Meet this woman entrepreneur who is reviving dying handloom crafts across the country
Aastha Ritu Garg, is the founder of Padmashali, a saree startup that works with 100 weavers across the country to revive the weaving and handloom crafts industry.
Like most young girls, Aastha Ritu Garg too was in awe of her mother’s saree collection and would always dream of wearing them when she grew up.
The incredible variety of sarees her mother owned and her fascination towards them would one day prompt her awakening as an entrepreneur and work towards the revival of the handloom sector.
“Being a connoisseur of authentic Indian weaves, Ma’s wardrobe was a medley of colours, textures and weaves, assembled from various parts of India, caught my fancy. I would spend a little time every day observing my mother getting dressed for the day and then spend a lot of time after trying to perfect the drape on myself,” Astha tells HerStory.
An additional love for Indian heritage and culture was passed to her by her father who would take her to attend flute recitals and ghazal nights. Every trip around the country would involve supporting the cottage industry, traditional handicrafts and handlooms.
Even though she loved Indian handlooms and weaves, fashion was never a career choice for her. Deciding to take up ‘conventional jobs’ she worked as Area Sales Manager for a leading coffee shop chain but her heart and mind, she says “remained elsewhere.” Eventually, she quit her job and reignited her childhood passion and started Padmashali that works towards reviving dying weaving and handloom crafts across the country.
Putting her city on the fashion map
Aastha got married and settled in an industrial town, Jagadhri in Haryana which is famed for its production of metalware. She noticed that even though it was a rich city, it lacked stores that offered fashionable clothes. For festive shopping, people would rather travel 100 km to Chandigarh or to Delhi to buy clothes.

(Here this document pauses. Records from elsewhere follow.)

impl OktaTwin {
    /// Seeds the directory from the scenario and syncs both relationship
    /// sides.
    #[must_use]
    pub fn from_scenario(scenario: &Scenario) -> Self {
        let mut users: BTreeMap<String, User> = scenario
            .identity_users
            .iter()
            .map(|(id, seed)| {
                (
                    id.clone(),
                    User {
                        id: id.clone(),
                        email: seed.email.clone(),
                        login: seed
                            .login
                            .clone()
                            .unwrap_or_else(|| seed.email.clone()),
                        first_name: seed.first_name.clone().unwrap_or_default(),
                        last_name: seed.last_name.clone().unwrap_or_default(),
                        title: seed.title.clone(),
                        department: seed.department.clone(),
                        status: seed
                            .status
                            .clone()
                            .unwrap_or_else(|| "ACTIVE".to_string()),
                        groups: seed.groups.clone(),
                        applications: seed.applications.clone(),
                    },
                )
            })
            .collect();
        let groups: BTreeMap<String, Group> = scenario
            .identity_groups
            .iter()
            .map(|(id, seed)| {
                (
                    id.clone(),
                    Group {
                        id: id.clone(),
                        name: seed.name.clone(),
                        description: seed.description.clone(),
                        members: seed.members.clone(),
                    },
                )
            })
            .collect();
        let apps: BTreeMap<String, Application> = scenario
            .identity_applications
            .iter()
            .map(|(id, seed)| {
                (
                    id.clone(),
                    Application {
                        id: id.clone(),
                        label: seed.label.clone(),
                        description: seed.description.clone(),
                        assignments: seed.assignments.clone(),
                    },
                )
            })
            .collect();

        // Membership seeds may name only one side; mirror them.
        let mut groups = groups;
        let mut apps = apps;
        for user in users.values() {
            for group_id in &user.groups {
                if let Some(group) = groups.get_mut(group_id)
                    && !group.members.contains(&user.id)
                {
                    group.members.push(user.id.clone());
                }
            }
            for app_id in &user.applications {
                if let Some(app) = apps.get_mut(app_id)
                    && !app.assignments.contains(&user.id)
                {
                    app.assignments.push(user.id.clone());
                }
            }
        }
        for group in groups.values() {
            for member in &group.members {
                if let Some(user) = users.get_mut(member)
                    && !user.groups.contains(&group.id)
                {
                    user.groups.push(group.id.clone());
                }
            }
        }
        for app in apps.values() {
            for member in &app.assignments {
                if let Some(user) = users.get_mut(member)
                    && !user.applications.contains(&app.id)
                {
                    user.applications.push(app.id.clone());
                }
            }
        }

        Self {
            users,
            groups,
            apps,
            reset_seq: 1,
        }
    }

    /// Dispatches one identity operation.
    ///
    /// # Errors
    ///
    /// Returns `okta.*` entity and lifecycle errors per operation.
    pub fn dispatch(
        &mut self,
        operation: &str,
        args: &JsonMap,
        _ctx: &mut TwinContext<'_>,
    ) -> FabricResult<Value> {
        match operation {
            "list_users" => self.list_users(decode_args(args)?),
            "get_user" => self.get_user(&decode_args::<UserArgs>(args)?),
            "activate_user" => self.activate_user(&decode_args::<UserArgs>(args)?),
            "deactivate_user" => self.deactivate_user(decode_args(args)?),
            "suspend_user" => self.suspend_user(decode_args(args)?),
            "unsuspend_user" => self.unsuspend_user(&decode_args::<UserArgs>(args)?),
            "reset_password" => self.reset_password(&decode_args::<UserArgs>(args)?),
            "list_groups" => self.list_groups(decode_args(args)?),
            "assign_group" => self.assign_group(&decode_args::<GroupAssignArgs>(args)?),
            "unassign_group" => self.unassign_group(&decode_args::<GroupAssignArgs>(args)?),
            "list_applications" => self.list_applications(decode_args(args)?),
            "assign_application" => self.assign_application(&decode_args::<AppAssignArgs>(args)?),
            "unassign_application" => {
                self.unassign_application(&decode_args::<AppAssignArgs>(args)?)
            }
            other => Err(unknown_operation(ServiceName::Okta, other)),
        }
    }

    fn list_users(&self, args: ListUsersArgs) -> FabricResult<Value> {
        let wanted_status = args.status.as_deref().map(str::to_uppercase);
        let needle = args.query.as_deref().unwrap_or("").trim().to_lowercase();
        let mut rows: Vec<Value> = self
            .users
            .values()
            .filter(|user| {
                wanted_status
                    .as_ref()
                    .is_none_or(|status| &user.status == status)
                    && (needle.is_empty()
                        || user.email.to_lowercase().contains(&needle)
                        || user.display_name().to_lowercase().contains(&needle))
            })
            .map(|user| {
                let mut row = user.summary();
                if args.include_groups
                    && let Some(object) = row.as_object_mut()
                {
                    object.insert("groups".to_string(), json!(user.groups));
                }
                row
            })
            .collect();
        let sort_field = match args.sort_by.as_deref() {
            Some(field @ ("status" | "display_name")) => field,
            _ => "email",
        };
        let descending = args.sort_dir.as_deref() == Some("desc");
        page::sort_rows(&mut rows, sort_field, descending);
        page::paginate(
            rows,
            "users",
            args.limit,
            args.cursor.as_deref(),
            "okta.invalid_cursor",
        )
    }

    fn get_user(&self, args: &UserArgs) -> FabricResult<Value> {
        self.users
            .get(&args.user_id)
            .map(User::detail)
            .ok_or_else(|| user_not_found(&args.user_id))
    }

    fn activate_user(&mut self, args: &UserArgs) -> FabricResult<Value> {
        let user = self
            .users
            .get_mut(&args.user_id)
            .ok_or_else(|| user_not_found(&args.user_id))?;
        if user.status == "ACTIVE" {
            return Ok(json!({"id": user.id, "status": "ACTIVE", "changed": false}));
        }
        if user.status == "DEPROVISIONED" {
            return Err(invalid_state(format!(
                "cannot activate deprovisioned user: {}",
                args.user_id
            )));
        }
        user.status = "ACTIVE".to_string();
        Ok(json!({"id": user.id, "status": "ACTIVE", "changed": true}))
    }

    fn deactivate_user(&mut self, args: UserReasonArgs) -> FabricResult<Value> {
        let user = self
            .users
            .get_mut(&args.user_id)
            .ok_or_else(|| user_not_found(&args.user_id))?;
        if user.status == "DEPROVISIONED" {
            return Err(invalid_state(format!(
                "user already deprovisioned: {}",
                args.user_id
            )));
        }
        user.status = "DEPROVISIONED".to_string();
        Ok(json!({
            "id": user.id,
            "status": "DEPROVISIONED",
            "reason": args.reason.unwrap_or_else(|| "manual".to_string()),
        }))
    }

    fn suspend_user(&mut self, args: UserReasonArgs) -> FabricResult<Value> {
        let user = self
            .users
            .get_mut(&args.user_id)
            .ok_or_else(|| user_not_found(&args.user_id))?;
        if user.status == "DEPROVISIONED" {
            return Err(invalid_state(format!(
                "cannot suspend deprovisioned user: {}",
                args.user_id
            )));
        }
        if user.status == "SUSPENDED" {
            return Ok(json!({"id": user.id, "status": "SUSPENDED", "changed": false}));
        }
        user.status = "SUSPENDED".to_string();
        Ok(json!({
            "id": user.id,
            "status": "SUSPENDED",
            "changed": true,
            "reason": args.reason.unwrap_or_else(|| "manual".to_string()),
        }))
    }

    fn unsuspend_user(&mut self, args: &UserArgs) -> FabricResult<Value> {
        let user = self
            .users
            .get_mut(&args.user_id)
            .ok_or_else(|| user_not_found(&args.user_id))?;
        if user.status != "SUSPENDED" {
            return Err(invalid_state(format!(
                "user is not suspended: {}",
                args.user_id
            )));
        }
        user.status = "ACTIVE".to_string();
        Ok(json!({"id": user.id, "status": "ACTIVE", "changed": true}))
    }

    fn reset_password(&mut self, args: &UserArgs) -> FabricResult<Value> {
        let user = self
            .users
            .get(&args.user_id)
            .ok_or_else(|| user_not_found(&args.user_id))?;
        if !RESETTABLE.contains(&user.status.as_str()) {
            return Err(invalid_state(format!(
                "cannot reset password for {} user",
                user.status.to_lowercase()
            )));
        }
        let token = format!("RST-{:04}-{}", self.reset_seq, user.id);
        self.reset_seq += 1;
        Ok(json!({
            "user_id": user.id,
            "reset_token": token,
            "expires_ms": 3_600_000,
        }))
    }

    fn list_groups(&self, args: ListGroupsArgs) -> FabricResult<Value> {
        let needle = args.query.as_deref().unwrap_or("").trim().to_lowercase();
        let mut rows: Vec<Value> = self
            .groups
            .values()
            .filter(|group| needle.is_empty() || group.name.to_lowercase().contains(&needle))
            .map(|group| {
                let mut row = group.summary();
                if args.include_members
                    && let Some(object) = row.as_object_mut()
                {
                    object.insert("members".to_string(), json!(group.members));
                }
                row
            })
            .collect();
        let sort_field = match args.sort_by.as_deref() {
            Some("member_count") => "member_count",
            _ => "name",
        };
        let descending = args.sort_dir.as_deref() == Some("desc");
        page::sort_rows(&mut rows, sort_field, descending);
        page::paginate(
            rows,
            "groups",
            args.limit,
            args.cursor.as_deref(),
            "okta.invalid_cursor",
        )
    }

    fn assign_group(&mut self, args: &GroupAssignArgs) -> FabricResult<Value> {
        if !self.users.contains_key(&args.user_id) {
            return Err(user_not_found(&args.user_id));
        }
        let group = self
            .groups
            .get_mut(&args.group_id)
            .ok_or_else(|| group_not_found(&args.group_id))?;
        if !group.members.contains(&args.user_id) {
            group.members.push(args.user_id.clone());
        }
        let member_count = group.members.len();
        if let Some(user) = self.users.get_mut(&args.user_id)
            && !user.groups.contains(&args.group_id)
        {
            user.groups.push(args.group_id.clone());
        }
        Ok(json!({
            "group_id": args.group_id,
            "user_id": args.user_id,
            "members": member_count,
        }))
    }

    fn unassign_group(&mut self, args: &GroupAssignArgs) -> FabricResult<Value> {
        let user = self
            .users
            .get_mut(&args.user_id)
            .ok_or_else(|| user_not_found(&args.user_id))?;
        let group = self
            .groups
            .get_mut(&args.group_id)
            .ok_or_else(|| group_not_found(&args.group_id))?;
        user.groups.retain(|id| id != &args.group_id);
        group.members.retain(|id| id != &args.user_id);
        Ok(json!({
            "group_id": args.group_id,
            "user_id": args.user_id,
            "members": group.members.len(),
        }))
    }

    fn list_applications(&self, args: ListApplicationsArgs) -> FabricResult<Value> {
        let needle = args.query.as_deref().unwrap_or("").trim().to_lowercase();
        let mut rows: Vec<Value> = self
            .apps
            .values()
            .filter(|app| needle.is_empty() || app.label.to_lowercase().contains(&needle))
            .map(Application::summary)
            .collect();
        let sort_field = match args.sort_by.as_deref() {
            Some("assignments") => "assignments",
            _ => "label",
        };
        let descending = args.sort_dir.as_deref() == Some("desc");
        page::sort_rows(&mut rows, sort_field, descending);
        page::paginate(
            rows,
            "applications",
            args.limit,
            args.cursor.as_deref(),
            "okta.invalid_cursor",
        )
    }

    fn assign_application(&mut self, args: &AppAssignArgs) -> FabricResult<Value> {
        if !self.users.contains_key(&args.user_id) {
            return Err(user_not_found(&args.user_id));
        }
        let app = self
            .apps
            .get_mut(&args.app_id)
            .ok_or_else(|| app_not_found(&args.app_id))?;
        if !app.assignments.contains(&args.user_id) {
            app.assignments.push(args.user_id.clone());
        }
        let assignment_count = app.assignments.len();
        if let Some(user) = self.users.get_mut(&args.user_id)
            && !user.applications.contains(&args.app_id)
        {
            user.applications.push(args.app_id.clone());
        }
        Ok(json!({
            "user_id": args.user_id,
            "app_id": args.app_id,
            "assignments": assignment_count,
        }))
    }

    fn unassign_application(&mut self, args: &AppAssignArgs) -> FabricResult<Value> {
        let user = self
            .users
            .get_mut(&args.user_id)
            .ok_or_else(|| user_not_found(&args.user_id))?;
        let app = self
            .apps
            .get_mut(&args.app_id)
            .ok_or_else(|| app_not_found(&args.app_id))?;
        user.applications.retain(|id| id != &args.app_id);
        app.assignments.retain(|id| id != &args.user_id);
        Ok(json!({
            "user_id": args.user_id,
            "app_id": args.app_id,
            "assignments": app.assignments.len(),
        }))
    }

    /// One-line summary for observations.
    #[must_use]
    pub fn summary(&self) -> String {
        format!(
            "Identity: {} users, {} groups",
            self.users.len(),
            self.groups.len()
        )
    }

    /// Compact state digest.
    #[must_use]
    pub fn digest(&self) -> Value {
        let mut by_status: BTreeMap<&str, u64> = BTreeMap::new();
        for user in self.users.values() {
            *by_status.entry(user.status.as_str()).or_insert(0) += 1;
        }
        json!({
            "user_count": self.users.len(),
            "group_count": self.groups.len(),
            "app_count": self.apps.len(),
            "by_status": by_status,
        })
    }
}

“I wanted to put my city on the fashion map of India,” she says. This sentiment led her to start up and launch her label in April 2019 with a capital of Rs 8 lakh.
Having no professional degree in fashion or experience in the clothing and apparel sector, she says that the starting up process was both “nerve-wracking and exciting”.
“There is no force stronger than your determination when you have set your mind and heart on something that truly reflects what you stand for. I knew Padmashali was the dream I wanted to turn into reality, and I began envisioning the mission behind it,” she adds.
When looking for inspiration for her startup’s institution, Aastha recollected a tale from the ancient Hindu scripture, Vishnu Puran, which chronicles the birth of an enigmatic persona from the navel of Vishnu, who wove a beautiful fabric out of intricate thread work from the petals of a lotus flower. He came to be known as Padmashali where padma means the lotus and shali means to weave in Sanskrit. This led Aastha to name her startup after Padmashali who is revered as the first known weaver recorded in Indian scriptures.
Hoping to revive ancient weaving traditions and arts, Aastha dove deeper into the subject, travelled extensively to identify weavers to collaborate with, where she learnt about the art and science behind handlooms from heritage artisans. Padmashali works with 100 weavers from 10 clusters all over India. These clusters have weavers with mastery in weaves from Banaras, Kanchipuram, Bhuj, Ajrakhpur, Patan, Chanderi, Pranpur, Kota, Bhagalpur, and Sanganer.
To authentically present age-old art and craft of weaving, Aastha not only sources finished goods from these weavers, but also fabrics and raw materials.
Apart from sarees, Padmashali also features suits. Her collection ranges from Rs ,5000 to Rs 45,000.
She claims to have served approximately 750 customers in the first year of operations with a customer base in India, the US, Dubai, Malaysia and raking in revenue worth Rs 30 lakh.
As a woman entrepreneur
The path of entrepreneurship comes with its own set of challenges. For some, gender bias and discrimination also come into play.
“As a young woman I have had to work harder to prove myself. Nobody likes to take orders from you. You are constantly juggling between work and life. From weavers to senior staff, the compliance to your word comes only after you have gained their trust. You must find the way to patiently and politely get your work done. It is not an easy task,” says the 28-year-old entrepreneur.
Supporting other women through her startup, Aastha says that she consciously employs women as she feels that “empowered women empower women”. Her six-member team, apart from the 100 weavers is an all-women team supporting operations.
Running a business during COVID-19
Businesses during the global pandemic have increasingly pivoted or expanded their product line, digitised their operations or rethought their business model in order to continue operations during these difficult times.
For Aastha, the global pandemic has been a game changer as well. It forced her to re-evaluate her business model and launch a webstore for online shopping. She has also launched a virtual walkthrough service through video calls for customers to shop from the comfort of their homes.
However her costs went up with an increase in the prices of raw material by 20 percent, and it was available only on cash payment and not credit.
In the future, Aastha is already planning to expand her offline retail presence in Chandigarh by the end of 2021.